◆ Stored data
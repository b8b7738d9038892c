use std::fmt;
use std::str::FromStr;

use serde::{Deserialize, Serialize};

use super::{AggregationError, DateInput, DayKey};
use crate::constants::LONG_WINDOW_DAYS;

/// Which dashboard series a record contributes to.
#[derive(Debug, Clone, Copy, PartialEq, Eq, Hash, Serialize, Deserialize)]
#[serde(rename_all = "lowercase")]
pub enum Category {
    Harvest,
    Income,
    Expense,
}

impl fmt::Display for Category {
    fn fmt(&self, f: &mut fmt::Formatter<'_>) -> fmt::Result {
        let s = match self {
            Category::Harvest => "harvest",
            Category::Income => "income",
            Category::Expense => "expense",
        };
        f.write_str(s)
    }
}

/// A single dated quantity handed to the aggregator.
#[derive(Debug, Clone, PartialEq, Serialize, Deserialize)]
pub struct DatedRecord {
    pub date: DateInput,
    pub amount: f64,
}

impl DatedRecord {
    pub fn new(date: impl Into<DateInput>, amount: f64) -> Self {
        Self {
            date: date.into(),
            amount,
        }
    }
}

/// Aggregated totals for one calendar day.
#[derive(Debug, Clone, PartialEq, Serialize, Deserialize)]
#[serde(rename_all = "camelCase")]
pub struct DayBucket {
    pub date_key: DayKey,
    pub harvest: f64,
    pub income: f64,
    pub expenses: f64,
}

impl DayBucket {
    pub fn empty(date_key: DayKey) -> Self {
        Self {
            date_key,
            harvest: 0.0,
            income: 0.0,
            expenses: 0.0,
        }
    }
}

/// Aggregated totals for one calendar year.
#[derive(Debug, Clone, PartialEq, Serialize, Deserialize)]
#[serde(rename_all = "camelCase")]
pub struct YearBucket {
    pub year_key: String,
    /// `YYYY-01-01` placeholder used as the chart's x value.
    pub date: String,
    pub harvest: f64,
    pub income: f64,
    pub expenses: f64,
}

impl YearBucket {
    pub fn empty(year_key: String) -> Self {
        let date = format!("{year_key}-01-01");
        Self {
            year_key,
            date,
            harvest: 0.0,
            income: 0.0,
            expenses: 0.0,
        }
    }
}

#[derive(Debug, Clone, Copy, Default, PartialEq, Serialize, Deserialize)]
pub struct WindowTotals {
    pub harvest: f64,
    pub income: f64,
    pub expenses: f64,
}

impl WindowTotals {
    pub fn net_income(&self) -> f64 {
        self.income - self.expenses
    }
}

/// Trailing range shown on the dashboard.
#[derive(Debug, Clone, Copy, Default, PartialEq, Eq, Hash, Serialize, Deserialize)]
pub enum Window {
    #[serde(rename = "7d")]
    Week,
    #[default]
    #[serde(rename = "30d")]
    Month,
    #[serde(rename = "90d")]
    Quarter,
    #[serde(rename = "365d")]
    Year,
    #[serde(rename = "5y")]
    Long,
}

impl Window {
    pub const ALL: [Window; 5] = [
        Window::Week,
        Window::Month,
        Window::Quarter,
        Window::Year,
        Window::Long,
    ];

    pub fn days(&self) -> i64 {
        match self {
            Window::Week => 7,
            Window::Month => 30,
            Window::Quarter => 90,
            Window::Year => 365,
            Window::Long => LONG_WINDOW_DAYS,
        }
    }

    pub fn key(&self) -> &'static str {
        match self {
            Window::Week => "7d",
            Window::Month => "30d",
            Window::Quarter => "90d",
            Window::Year => "365d",
            Window::Long => "5y",
        }
    }

    /// Whether the display series is rolled up into years.
    pub fn is_yearly(&self) -> bool {
        matches!(self, Window::Long)
    }
}

impl FromStr for Window {
    type Err = AggregationError;

    fn from_str(s: &str) -> Result<Self, Self::Err> {
        match s.trim().to_ascii_lowercase().as_str() {
            "7d" => Ok(Window::Week),
            "30d" => Ok(Window::Month),
            "90d" => Ok(Window::Quarter),
            "365d" => Ok(Window::Year),
            "5y" | "long" => Ok(Window::Long),
            other => Err(AggregationError::UnknownWindow(other.to_string())),
        }
    }
}

impl fmt::Display for Window {
    fn fmt(&self, f: &mut fmt::Formatter<'_>) -> fmt::Result {
        f.write_str(self.key())
    }
}

/// The chart series: daily points, or yearly roll-ups for the long window.
#[derive(Debug, Clone, PartialEq, Serialize, Deserialize)]
#[serde(tag = "granularity", content = "points", rename_all = "lowercase")]
pub enum DisplaySeries {
    Day(Vec<DayBucket>),
    Year(Vec<YearBucket>),
}

impl DisplaySeries {
    pub fn len(&self) -> usize {
        match self {
            DisplaySeries::Day(points) => points.len(),
            DisplaySeries::Year(points) => points.len(),
        }
    }

    pub fn is_empty(&self) -> bool {
        self.len() == 0
    }

    /// Element-wise sum over the displayed points.
    pub fn totals(&self) -> WindowTotals {
        let mut totals = WindowTotals::default();
        match self {
            DisplaySeries::Day(points) => {
                for p in points {
                    totals.harvest += p.harvest;
                    totals.income += p.income;
                    totals.expenses += p.expenses;
                }
            }
            DisplaySeries::Year(points) => {
                for p in points {
                    totals.harvest += p.harvest;
                    totals.income += p.income;
                    totals.expenses += p.expenses;
                }
            }
        }
        totals
    }
}

#[derive(Debug, Clone, PartialEq, Serialize, Deserialize)]
pub struct WindowSelection {
    pub window: Window,
    pub series: DisplaySeries,
    pub totals: WindowTotals,
}

/// What to do with a record whose date cannot be parsed.
#[derive(Debug, Clone, Copy, Default, PartialEq, Eq, Serialize, Deserialize)]
#[serde(rename_all = "lowercase")]
pub enum AggregationMode {
    /// Skip the record and report it in the diagnostics.
    #[default]
    Lenient,
    /// Abort the whole aggregation.
    Strict,
}

impl FromStr for AggregationMode {
    type Err = AggregationError;

    fn from_str(s: &str) -> Result<Self, Self::Err> {
        match s.trim().to_ascii_lowercase().as_str() {
            "lenient" => Ok(AggregationMode::Lenient),
            "strict" => Ok(AggregationMode::Strict),
            other => Err(AggregationError::UnknownMode(other.to_string())),
        }
    }
}

#[derive(Debug, Clone, PartialEq, Serialize, Deserialize)]
#[serde(rename_all = "camelCase")]
pub struct SkippedRecord {
    pub category: Category,
    pub raw_date: String,
    pub reason: String,
}

#[derive(Debug, Clone, Default, PartialEq, Serialize, Deserialize)]
#[serde(rename_all = "camelCase")]
pub struct AggregationDiagnostics {
    pub skipped: Vec<SkippedRecord>,
    pub negative_quantities: usize,
    /// Categories whose records could not be fetched.
    pub unavailable: Vec<Category>,
}

impl AggregationDiagnostics {
    pub fn skipped_count(&self) -> usize {
        self.skipped.len()
    }

    pub fn is_clean(&self) -> bool {
        self.skipped.is_empty() && self.negative_quantities == 0 && self.unavailable.is_empty()
    }
}

/// Day buckets ascending by key, plus what was dropped along the way.
#[derive(Debug, Clone, Default, PartialEq, Serialize, Deserialize)]
#[serde(rename_all = "camelCase")]
pub struct Aggregation {
    pub buckets: Vec<DayBucket>,
    pub diagnostics: AggregationDiagnostics,
}

/// Response model for the dashboard chart.
#[derive(Debug, Clone, PartialEq, Serialize, Deserialize)]
#[serde(rename_all = "camelCase")]
pub struct DashboardView {
    pub window: Window,
    pub series: DisplaySeries,
    pub totals: WindowTotals,
    pub diagnostics: AggregationDiagnostics,
}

◆ Assignment
Search the entries for the word "Strict" and pick out every line that holds it.

◆ Answer below
    Strict,
            "strict" => Ok(AggregationMode::Strict),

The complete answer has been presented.